EXERCISE DESCRIPTION:
State how many lines in the entries below include the string "impl", and give nothing beyond that number.

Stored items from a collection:
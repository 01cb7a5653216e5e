//! Hex => OKLCH conversion and the derived primary/foreground palette.
//!
//! Pipeline: sRGB => linear RGB => XYZ (D65) => Lab => approximate OKLab
//! => OKLCH.

use crate::error::GenerateError;
use std::fmt;

/// D65 reference white.
const WHITE: [f64; 3] = [0.95047, 1.0, 1.08883];

/// Linear sRGB => XYZ under D65.
const RGB_TO_XYZ: [[f64; 3]; 3] = [
    [0.4124564, 0.3575761, 0.1804375],
    [0.2126729, 0.7151522, 0.0721750],
    [0.0193339, 0.1191920, 0.9503041],
];

/// Lab a/b scale onto the OKLab chromatic axes.
const LAB_TO_OKLAB_CHROMA: f64 = 0.0025;

const LIGHT_FOREGROUND: f64 = 0.985;
const DARK_FOREGROUND: f64 = 0.145;
const DARK_MODE_BOOST: f64 = 0.3;
const DARK_MODE_MAX_LIGHTNESS: f64 = 0.923;

/// A color in OKLCH: lightness in [0,1], chroma >= 0, hue in [0,360).
#[derive(Debug, Clone, Copy, PartialEq)]
pub struct Oklch {
    pub l: f64,
    pub c: f64,
    pub h: f64,
}

impl Oklch {
    /// Fully desaturated text color with maximum contrast against `self`.
    pub fn foreground(&self) -> Oklch {
        let l = if self.l < 0.5 {
            LIGHT_FOREGROUND
        } else {
            DARK_FOREGROUND
        };
        Oklch { l, c: 0.0, h: 0.0 }
    }

    /// Same hue and chroma, lightened for dark backgrounds.
    pub fn dark_variant(&self) -> Oklch {
        Oklch {
            l: (self.l + DARK_MODE_BOOST).min(DARK_MODE_MAX_LIGHTNESS),
            ..*self
        }
    }
}

impl fmt::Display for Oklch {
    fn fmt(&self, f: &mut fmt::Formatter<'_>) -> fmt::Result {
        write!(
            f,
            "oklch({} {} {})",
            trim3(self.l),
            trim3(self.c),
            trim3(self.h)
        )
    }
}

/// Three decimals, without trailing zeros ("0.985", "0", "259.8").
fn trim3(x: f64) -> String {
    let s = format!("{:.3}", x);
    let s = s.trim_end_matches('0').trim_end_matches('.');
    if s == "-0" { "0".to_string() } else { s.to_string() }
}

/// Parse `#rgb` / `#rrggbb` (leading `#` optional) into RGB in [0,1].
pub fn parse_hex(hex: &str) -> Result<[f64; 3], GenerateError> {
    let digits = hex.trim().trim_start_matches('#');
    let invalid = || GenerateError::InvalidColor(hex.to_string());

    if !digits.chars().all(|c| c.is_ascii_hexdigit()) {
        return Err(invalid());
    }
    let expanded: String = match digits.len() {
        3 => digits.chars().flat_map(|c| [c, c]).collect(),
        6 => digits.to_string(),
        _ => return Err(invalid()),
    };

    let mut rgb = [0.0; 3];
    for (i, channel) in rgb.iter_mut().enumerate() {
        let byte = u8::from_str_radix(&expanded[i * 2..i * 2 + 2], 16).map_err(|_| invalid())?;
        *channel = f64::from(byte) / 255.0;
    }
    Ok(rgb)
}

pub fn hex_to_oklch(hex: &str) -> Result<Oklch, GenerateError> {
    let rgb = parse_hex(hex)?.map(srgb_to_linear);

    let mut xyz = [0.0; 3];
    for (row, out) in RGB_TO_XYZ.iter().zip(xyz.iter_mut()) {
        *out = row[0] * rgb[0] + row[1] * rgb[1] + row[2] * rgb[2];
    }
    let [fx, fy, fz] = [0, 1, 2].map(|i| lab_f(xyz[i] / WHITE[i]));

    let lab_l = 116.0 * fy - 16.0;
    let lab_a = 500.0 * (fx - fy);
    let lab_b = 200.0 * (fy - fz);

    let l = (lab_l / 100.0).clamp(0.0, 1.0);
    let a = lab_a * LAB_TO_OKLAB_CHROMA;
    let b = lab_b * LAB_TO_OKLAB_CHROMA;

    let c = (a * a + b * b).sqrt();
    // Rounding noise on greys would otherwise produce an arbitrary hue.
    if c < 1e-4 {
        return Ok(Oklch { l, c: 0.0, h: 0.0 });
    }
    let h = b.atan2(a).to_degrees().rem_euclid(360.0);
    // Keep the formatted hue inside [0,360).
    let h = if (h * 1000.0).round() >= 360_000.0 { 0.0 } else { h };

    Ok(Oklch { l, c, h })
}

fn srgb_to_linear(c: f64) -> f64 {
    if c <= 0.04045 {
        c / 12.92
    } else {
        ((c + 0.055) / 1.055).powf(2.4)
    }
}

fn lab_f(t: f64) -> f64 {
    const DELTA: f64 = 6.0 / 29.0;
    if t > DELTA * DELTA * DELTA {
        t.cbrt()
    } else {
        t / (3.0 * DELTA * DELTA) + 4.0 / 29.0
    }
}

/// Light and dark declarations derived from one primary color.
#[derive(Debug, Clone, Copy, PartialEq)]
pub struct Palette {
    pub light: Oklch,
    pub light_foreground: Oklch,
    pub dark: Oklch,
    pub dark_foreground: Oklch,
}

impl Palette {
    pub fn from_hex(hex: &str) -> Result<Self, GenerateError> {
        let light = hex_to_oklch(hex)?;
        let dark = light.dark_variant();
        Ok(Self {
            light,
            light_foreground: light.foreground(),
            dark,
            dark_foreground: dark.foreground(),
        })
    }
}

ANSWER BOX:
3